This is the big error — the accidentally made-up statistic. And I think what happened is that Science Vs’s producers fell for some confusing language in the 2013 Steensma et al study. In short, the authors use ‘persister’ and ‘desister’ to refer to kids who kept coming to the clinic, and those who stopped coming to the clinic, respectively — regardless of whether their gender dysphoria, well, persisted or desisted (unsurprisingly, the kids who kept coming to the clinic were the ones who kept seeking treatment, because their dysphoria didn’t desist). It’s unfortunate phrasing that has led to a lot of confusion. In my original reporting on this study, for example, I got fooled by it, falsely claiming the study offered weaker evidence for desistance than it really did — details here if you want to get even deeper into the weeds. In my defense, a lot of people made this mistake. Though in my non-defense, all it takes is a very careful read of the paper to understand what’s going on.

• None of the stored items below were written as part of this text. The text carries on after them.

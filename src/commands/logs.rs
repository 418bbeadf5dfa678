use crate::cli::LogsArgs;
use crate::commands::console_notifier;
use backup_console::errors::Result;
use backup_console::format::{format_file_size, truncate_error_message};
use backup_console::gateway::{Rest, backup_logs};
use backup_console::models::BackupLog;
use backup_console::screens::LogsScreen;

fn print_log_row(log: &BackupLog, client_name: &str) {
    println!(
        "{}  {:<24} {:<32} {:>10}  {}",
        log.created_at.format("%Y-%m-%d %H:%M"),
        client_name,
        log.file_name,
        format_file_size(log.file_size_bytes),
        truncate_error_message(log.error_message.as_deref()),
    );
}

pub async fn run(rest: Rest, args: LogsArgs) -> Result<()> {
    // Scoped to one client: read-only page straight from the gateway
    if let Some(client_id) = &args.cliente {
        let page =
            backup_logs::list_backup_logs(&rest, client_id, args.pagina, args.tamanho).await?;
        if page.rows.is_empty() {
            println!("Nenhum log encontrado.");
        }
        for log in &page.rows {
            print_log_row(log, client_id);
        }
        println!(
            "Página {} ({} registros no total)",
            args.pagina + 1,
            page.total
        );
        return Ok(());
    }

    let mut screen = LogsScreen::new(rest, console_notifier());
    screen.activate().await;
    if let Some(filtro) = &args.filtro {
        screen.set_filter(filtro).await;
    }
    screen.handle_page(args.pagina, args.tamanho).await;

    if screen.logs().is_empty() {
        println!("Nenhum log encontrado.");
    }
    let rows: Vec<(BackupLog, String)> = screen
        .logs()
        .iter()
        .map(|log| (log.clone(), screen.client_name(&log.client_id)))
        .collect();
    for (log, client_name) in &rows {
        print_log_row(log, client_name);
    }
    println!(
        "Página {} ({} registros no total)",
        screen.page_index() + 1,
        screen.total()
    );
    Ok(())
}
use crate::cli::ClienteAction;
use crate::commands::{console_notifier, report_validation, stdin_confirm};
use backup_console::errors::Result;
use backup_console::gateway::Rest;
use backup_console::models::Cliente;
use backup_console::screens::ClientesScreen;

fn print_clientes(clientes: &[Cliente]) {
    if clientes.is_empty() {
        println!("Nenhum cliente encontrado.");
        return;
    }
    for cliente in clientes {
        println!(
            "{:>5}  {:<16} {:<32} {:<20} {}",
            cliente.id,
            cliente.client_id,
            cliente.nome_empresa,
            cliente.cnpj_empresa,
            if cliente.ativo { "ativo" } else { "inativo" }
        );
    }
}

pub async fn run(rest: Rest, action: ClienteAction) -> Result<()> {
    let mut screen = ClientesScreen::new(rest, console_notifier(), stdin_confirm());
    screen.activate().await;

    match action {
        ClienteAction::List { filtro } => {
            if let Some(term) = filtro {
                screen.set_filter(&term);
            }
            print_clientes(screen.filtered());
        }
        ClienteAction::Create {
            client_id,
            nome,
            cnpj,
            inativo,
        } => {
            screen.show_create_form();
            screen.form.client_id = client_id;
            screen.form.nome_empresa = nome;
            screen.form.cnpj_empresa = cnpj;
            screen.apply_cnpj_mask();
            screen.form.ativo = !inativo;
            screen.submit().await;
            report_validation(screen.touched(), screen.invalid_fields());
        }
        ClienteAction::Edit {
            id,
            client_id,
            nome,
            cnpj,
            ativo,
        } => {
            let Some(cliente) = screen.clientes().iter().find(|c| c.id == id).cloned() else {
                eprintln!("Cliente {id} não encontrado.");
                return Ok(());
            };
            screen.start_edit(cliente);
            if let Some(client_id) = client_id {
                screen.form.client_id = client_id;
            }
            if let Some(nome) = nome {
                screen.form.nome_empresa = nome;
            }
            if let Some(cnpj) = cnpj {
                screen.form.cnpj_empresa = cnpj;
                screen.apply_cnpj_mask();
            }
            if let Some(ativo) = ativo {
                screen.form.ativo = ativo;
            }
            screen.submit().await;
            report_validation(screen.touched(), screen.invalid_fields());
        }
        ClienteAction::Delete { id } => {
            let Some(cliente) = screen.clientes().iter().find(|c| c.id == id).cloned() else {
                eprintln!("Cliente {id} não encontrado.");
                return Ok(());
            };
            screen.delete(cliente).await;
        }
    }
    Ok(())
}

Here’s the first part of the footnote Science Vs uses to justify the claim that 44 out of 45 deeply dysphoric kids persisted. It consists mostly of a direct chunk of text from the study, with a parenthetical comment from one of the show’s producers bolded by me:

[65]Gender Identity and Body Image. Adolescents’ reports of GD and body image were compared across persisters and desisters (Table 4), and showed that persisters reported more GD than desisters in the mean total scores of both the GIIAA and the UGDS. Clinically, for the GIIAA, scores of less than 3 indicate GD;16 87.2% of the persisters met the criterion compared to 0% of the desisters. For the UGDS, scores of more than 40.0 indicate GD (Steensma, Kreukels, Jurgensen, Thyen, de Vries and Cohen-Kettenis, unpublished material, 2013); 97.9% of the persisters met the criterion compared to 2.2% of the desisters (1 bisexual, natal girl) (if 1 = 2.2%, then the total was 45- MH)

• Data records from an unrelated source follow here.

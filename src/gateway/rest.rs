//! Low-level request plumbing for the hosted backend.
//!
//! The backend speaks a PostgREST-style dialect: per-table endpoints under
//! `/rest/v1/`, equality filters and ordering as query parameters, range
//! pagination through `Range` headers with `Prefer: count=exact`, and
//! `Prefer: return=representation` to get the persisted row back from
//! inserts and updates. Identity-provider endpoints live under `/auth/v1/`.

use crate::config::AppConfig;
use crate::errors::{Error, Result};
use serde::Serialize;
use serde::de::DeserializeOwned;
use tracing::debug;

/// Handle on the hosted backend.
///
/// Constructed exactly once at startup from the resolved configuration and
/// injected into every consumer; cloning shares the underlying HTTP client.
#[derive(Debug, Clone)]
pub struct Rest {
    pub(crate) http: reqwest::Client,
    pub(crate) base_url: String,
    pub(crate) api_key: String,
}

impl Rest {
    /// Builds the backend handle, rejecting missing configuration.
    pub fn new(config: &AppConfig) -> Result<Self> {
        if config.backend_url.is_empty() || config.api_key.is_empty() {
            return Err(Error::Config(
                "Backend URL and anon key must be set (BACKUP_CONSOLE_URL / \
                 BACKUP_CONSOLE_ANON_KEY or config.toml) before using the gateway"
                    .to_string(),
            ));
        }

        Ok(Self {
            http: reqwest::Client::builder().build()?,
            base_url: config.backend_url.trim_end_matches('/').to_string(),
            api_key: config.api_key.clone(),
        })
    }

    fn table_url(&self, table: &str) -> String {
        format!("{}/rest/v1/{}", self.base_url, table)
    }

    pub(crate) fn auth_url(&self, path: &str) -> String {
        format!("{}/auth/v1/{}", self.base_url, path)
    }

    pub(crate) fn prepare(&self, request: reqwest::RequestBuilder) -> reqwest::RequestBuilder {
        request
            .header("apikey", &self.api_key)
            .header("Authorization", format!("Bearer {}", self.api_key))
    }

    pub(crate) async fn select<T: DeserializeOwned>(
        &self,
        table: &str,
        query: &[(&str, String)],
    ) -> Result<Vec<T>> {
        let response = self
            .prepare(self.http.get(self.table_url(table)))
            .query(query)
            .send()
            .await?;
        let response = check(response).await?;
        let rows: Vec<T> = response.json().await?;
        debug!("Fetched {} rows from {}", rows.len(), table);
        Ok(rows)
    }

    /// Range-paginated select returning the slice plus the exact total count.
    pub(crate) async fn select_page<T: DeserializeOwned>(
        &self,
        table: &str,
        query: &[(&str, String)],
        from: usize,
        to: usize,
    ) -> Result<(Vec<T>, u64)> {
        let response = self
            .prepare(self.http.get(self.table_url(table)))
            .query(query)
            .header("Range-Unit", "items")
            .header("Range", format!("{from}-{to}"))
            .header("Prefer", "count=exact")
            .send()
            .await?;
        let response = check(response).await?;

        let content_range = response
            .headers()
            .get("Content-Range")
            .and_then(|v| v.to_str().ok())
            .map(str::to_string);
        let total = content_range_total(content_range.as_deref())?;
        let rows: Vec<T> = response.json().await?;
        debug!("Fetched page {from}-{to} of {table}: {} rows of {total}", rows.len());
        Ok((rows, total))
    }

    /// Inserts one row and returns it as persisted by the backend.
    pub(crate) async fn insert<T: DeserializeOwned, P: Serialize>(
        &self,
        table: &str,
        payload: &P,
    ) -> Result<T> {
        let response = self
            .prepare(self.http.post(self.table_url(table)))
            .header("Prefer", "return=representation")
            .json(payload)
            .send()
            .await?;
        let rows: Vec<T> = check(response).await?.json().await?;
        rows.into_iter()
            .next()
            .ok_or_else(|| Error::Backend(format!("insert into {table} returned no row")))
    }

    /// Updates the row with the given id and returns it as persisted.
    pub(crate) async fn update<T: DeserializeOwned, P: Serialize>(
        &self,
        table: &str,
        entity: &'static str,
        id: i64,
        payload: &P,
    ) -> Result<T> {
        let response = self
            .prepare(self.http.patch(self.table_url(table)))
            .query(&[("id", format!("eq.{id}"))])
            .header("Prefer", "return=representation")
            .json(payload)
            .send()
            .await?;
        let rows: Vec<T> = check(response).await?.json().await?;
        rows.into_iter()
            .next()
            .ok_or(Error::NotFoundForUpdate(entity))
    }

    pub(crate) async fn delete(&self, table: &str, id: i64) -> Result<()> {
        let response = self
            .prepare(self.http.delete(self.table_url(table)))
            .query(&[("id", format!("eq.{id}"))])
            .send()
            .await?;
        check(response).await?;
        Ok(())
    }
}

/// Maps a non-success response to [`Error::Backend`] carrying the backend's
/// own message when one is present in the body.
pub(crate) async fn check(response: reqwest::Response) -> Result<reqwest::Response> {
    if response.status().is_success() {
        return Ok(response);
    }
    let status = response.status().as_u16();
    let body = response.text().await.unwrap_or_default();
    Err(Error::Backend(backend_message(status, &body)))
}

pub(crate) fn backend_message(status: u16, body: &str) -> String {
    serde_json::from_str::<serde_json::Value>(body)
        .ok()
        .and_then(|value| {
            value
                .get("message")
                .or_else(|| value.get("msg"))
                .and_then(|m| m.as_str())
                .map(str::to_string)
        })
        .unwrap_or_else(|| format!("backend returned status {status}"))
}

/// Parses the total row count out of a `Content-Range` header (`0-9/57`).
pub(crate) fn content_range_total(header: Option<&str>) -> Result<u64> {
    header
        .and_then(|value| value.rsplit('/').next())
        .and_then(|total| total.parse().ok())
        .ok_or_else(|| Error::Backend("missing or invalid Content-Range header".to_string()))
}

#[cfg(test)]
mod tests {
    use super::*;
    use crate::config::AppConfig;
    use std::path::PathBuf;

    fn config(url: &str, key: &str) -> AppConfig {
        AppConfig {
            backend_url: url.to_string(),
            api_key: key.to_string(),
            session_file: PathBuf::from("data/session.json"),
        }
    }

    #[test]
    fn test_new_rejects_missing_configuration() {
        assert!(matches!(
            Rest::new(&config("", "")),
            Err(Error::Config(_))
        ));
        assert!(matches!(
            Rest::new(&config("https://example.supabase.co", "")),
            Err(Error::Config(_))
        ));
        assert!(matches!(
            Rest::new(&config("", "anon-key")),
            Err(Error::Config(_))
        ));
        assert!(Rest::new(&config("https://example.supabase.co", "anon-key")).is_ok());
    }

    #[test]
    fn test_new_trims_trailing_slash() {
        let rest = Rest::new(&config("https://example.supabase.co/", "k")).unwrap();
        assert_eq!(rest.table_url("clientes"), "https://example.supabase.co/rest/v1/clientes");
        assert_eq!(rest.auth_url("user"), "https://example.supabase.co/auth/v1/user");
    }

    #[test]
    fn test_content_range_total() {
        assert_eq!(content_range_total(Some("0-9/57")).unwrap(), 57);
        assert_eq!(content_range_total(Some("*/0")).unwrap(), 0);
        assert!(content_range_total(Some("0-9/*")).is_err());
        assert!(content_range_total(None).is_err());
    }

    #[test]
    fn test_backend_message_prefers_body_message() {
        assert_eq!(
            backend_message(409, r#"{"message":"duplicate key value"}"#),
            "duplicate key value"
        );
        assert_eq!(
            backend_message(400, r#"{"msg":"Invalid login credentials"}"#),
            "Invalid login credentials"
        );
        assert_eq!(backend_message(500, "not json"), "backend returned status 500");
        assert_eq!(backend_message(502, ""), "backend returned status 502");
    }
}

As is clear from that parenthetical, the producers extrapolated the idea of a 45-kid sample from the fact that the one kid who met the criteria for GD accounted for 2.2% of “the desisters.” The problem is that the phrase “97.9% of the persisters met the criterion compared to 2.2% of the desisters” is employing the terms ‘persisters’ and ‘desisters’ in that confusing sense I explained above — this translates to “97.9% of the kids who kept coming to the clinic met the criterion for gender dysphoria compared to 2.2% of the kids who stopped coming to the clinic.” Moreover, these measures were conducted at followup, not at assessment.

So here’s what the paper really says: Just 2.2% of the kids who stopped coming to the clinic had clinically significant gender dysphoria at followup.

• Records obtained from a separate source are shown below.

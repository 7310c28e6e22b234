use crate::{Config, Database};
use anyhow::Result;
use std::path::Path;

pub fn run(config_path: &Path) -> Result<()> {
    let config = Config::load(config_path)?;
    let db = Database::open(&config.database.path)?;
    db.migrate()?;
    tracing::info!("Migrations applied");
    Ok(())
}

And here’s how Science Vs interpreted it and presented it to the public: Just 2.2% of the kids whose gender dysphoria desisted had gender dysphoria at their initial intake.

That’s my interpretation of the error, at least, and for what it’s worth the paper’s lead author, Steensma, agreed with me: “You are absolutely right in your interpretation,” he said in an email. “Table 4 in that paper refers to the intensity of experienced gender dysphoria at the time of follow-up.” I also asked him if the producers of the show had tried to contact him when they were first putting it together, and he replied that he was pretty sure that they had, but that he had been too busy to respond. (As of yesterday, there had been some email back-and-forth between Steensma, Zukerman, and a producer at Science Vs — I got the sense the latter two were pretty aggressively trying to get this all fixed.)

From a science journalism perspective, this is a pretty serious error: The producers of Science Vs accidentally fabricated an entire study finding and disseminated it to the public. They should recut the episode to take this claim out (no one reads corrections). It’s extremely misleading, in that it runs quite counter to every published study on this subject — studies which listeners are more or less told they can safely ignore due to their supposed flaws.

(4) “But Laura says this whole argument over exactly how many kids will change their mind is kind of missing the point. Because ultimately, no one can predict which way any kid will go… so you have to treat each little tacker as they come.”

I’m glad Science Vs included this. It partially salvages a section that introduces a great deal of confusion and misinformation about desistance, and it’s a point Edwards-Leepers emphasized repeatedly to me during our many hours discussing her work. Every kid is an individual. If you’re a parent or a clinician caring for a kid with gender dysphoria, the desistance stats should be in the back of your mind, somewhere — this is something that happens, and not infrequently — but they should never push to the forefront, unduly influencing what decisions you make on that child’s behalf. Or, as another clinician put it to me: All that really matters is that we know the desistance rate isn’t close to 100%, and it isn’t close to 0%.

***

On top of all the aforementioned misunderstanding about what the Steensma study does and doesn’t show, some people have claimed that it should be tossed out of the desistance conversation on the basis of a KQED interview in which Steensma told Jon Brooks that, as Brooks put it, “citing these findings as a measure of desistance is wrongheaded, because the study was never designed with that goal in mind.” Rather, it was designed to look at indicators of persistence and desistance — and found, among other things, that the more intense GD is at a young age, the more likely it is to persist past puberty.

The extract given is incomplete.